SEVENTH AMENDMENT TO RECEIVABLES
PURCHASE AGREEMENT
This SEVENTH AMENDMENT (this “
Amendment ”), dated as of May 8, 2009, is among
CSS FUNDING LLC, a Delaware limited liability company, as seller
(the “ Seller ”), CSS INDUSTRIES, INC., a
Delaware corporation (“ CSS ”), as initial
servicer (in such capacity, together with its successors and
permitted assigns in such capacity, the “ Servicer
”), the Sub-Servicers party hereto, MARKET STREET FUNDING LLC
(f/k/a Market Street Funding Corporation), a Delaware limited
liability company (together with its successors and permitted
assigns, the “ Issuer ”), and PNC BANK, NATIONAL
ASSOCIATION, a national banking association (“ PNC
”), as administrator (in such capacity, together with its
successors and assigns in such capacity, the “
Administrator ”).
1. The Seller, the Servicer, the Issuer and
the Administrator are parties to the Receivables Purchase
Agreement, dated as of April 30, 2001 (as amended,
supplemented or otherwise modified from time to time, the “
Agreement ”).
2. The Seller, the Servicer, the Issuer and
the Administrator desire to amend the Agreement as hereinafter set
forth.
NOW, THEREFORE, for good and valuable
consideration, the receipt and sufficiency of which are hereby
acknowledged, the parties agree as follows:
SECTION 1.
Amendments to the Agreement.
1.1 Section 1.6 is hereby amended by
amending and restating clause (b) thereof in its entirety as
follows:
1.2 The definition of “Alternate
Rate” set forth in Exhibit I to the Agreement is
hereby amended and restated in its entirety as follows:
“Alternate Rate” for any Settlement
Period for any Portion of Capital of the Purchased Interest means
an interest rate per annum equal to: the higher of: (a) 2.00%
per annum above the Euro-Rate for such Settlement Period; provided,
however, that if (x) it shall become unlawful for any
Purchaser or Program Support Provider to obtain funds in the London
interbank eurodollar market in order to make, fund or maintain any
Purchased Interest, or if such funds shall not be reasonably
available to any Purchaser or Program Support Provider, or
(y) there shall not be at least two Business Days prior to the
commencement of an applicable Settlement Period to determine a
Euro-Rate in accordance with its terms, then the “Alternate
Rate” shall be equal to the Base Rate in effect for each day
during the remainder of such Settlement Period or (b) the Base
Rate for such Settlement Period; provided, however, that the
“Alternate Rate” for any day while a Termination Event
exists shall be an interest rate equal to 3.00% per annum above the
Alternate Rate otherwise in effect on such day.
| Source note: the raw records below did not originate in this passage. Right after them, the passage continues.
pub mod client;
pub mod types;
use clap::Parser;
use dotenvy::dotenv;
use rssbot::{observability, tasks::scheduler::runner};
use std::path::PathBuf;

/// CLI options
#[derive(Parser, Debug)]
#[command(author, version, about, long_about = None)]
struct Args {
    /// Path to the JSON config file
    #[arg(env = "RSSBOT_CONFIG", default_value = "config.json")]
    config: PathBuf,
}

#[tokio::main(flavor = "current_thread")]
async fn main() {
    dotenv().ok();
    observability::init_logging();

    let args = Args::parse();
    log::info!("Using config file {}", args.config.display());

    if let Err(e) = runner::start(args.config).await {
        log::error!("{e}");
        std::process::exit(1);
    }
}
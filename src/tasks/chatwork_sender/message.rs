use crate::errors::{AppError, AppResult};

/// Immutable builder for Chatwork message markup.
///
/// Every step returns a new builder; the receiver is left untouched, so
/// intermediate states can be reused.
#[derive(Debug, Clone, Default, PartialEq, Eq)]
pub struct MessageBuilder {
    info_open: bool,
    title_open: bool,
    text: String,
}

impl MessageBuilder {
    pub fn new() -> Self {
        Self::default()
    }

    pub fn begin_info(&self) -> AppResult<Self> {
        if self.info_open {
            return Err(AppError::state("info already started"));
        }
        let mut next = self.append("[info]");
        next.info_open = true;
        Ok(next)
    }

    pub fn end_info(&self) -> AppResult<Self> {
        if !self.info_open {
            return Err(AppError::state("info not started"));
        }
        let mut next = self.append("[/info]");
        next.info_open = false;
        Ok(next)
    }

    pub fn begin_title(&self) -> AppResult<Self> {
        if self.title_open {
            return Err(AppError::state("title already started"));
        }
        let mut next = self.append("[title]");
        next.title_open = true;
        Ok(next)
    }

    pub fn end_title(&self) -> AppResult<Self> {
        if !self.title_open {
            return Err(AppError::state("title not started"));
        }
        let mut next = self.append("[/title]");
        next.title_open = false;
        Ok(next)
    }

    pub fn with_body(&self, text: &str) -> Self {
        self.append(text)
    }

    pub fn is_valid(&self) -> bool {
        !self.info_open && !self.title_open
    }

    pub fn build(&self) -> AppResult<String> {
        if !self.is_valid() {
            return Err(AppError::state("info or title still open"));
        }
        Ok(self.text.clone())
    }

    fn append(&self, text: &str) -> Self {
        let mut next = self.clone();
        next.text.push_str(text);
        next
    }
}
1.3 The definition of “CP Rate” set
forth in Exhibit I to the Agreement is hereby amended
by amending and restating the last sentence thereof in its entirety
as follows:
“Notwithstanding the foregoing, the
“CP Rate” for any day while a Termination Event exists
shall be an interest rate equal to 3.00% above the Alternate Rate
otherwise in effect on such day.”
1.4 Clause (a) of the definition of
“Facility Termination Date” set forth in
Exhibit I to the Agreement is hereby amended by
deleting July 25, 2009 where it appears therein and
substituting May 7, 2010 therefor.
1.5 The definition of “Purchase
Limit” set forth in Exhibit I to the Agreement is
hereby amended and restated in its entirety as follows:
“Purchase Limit” means (a)
$75,000,000 for the period from May 8, 2009 until
January 31, 2010 and (b) for the period from
February 1, 2010 through the Facility Termination Date,
$25,000,000, in each case as such amount may be reduced pursuant to
Section 1.1(b) of the Agreement. References to the
unused portion of the Purchase Limit shall mean, at any time, the
Purchase Limit minus the then outstanding Capital.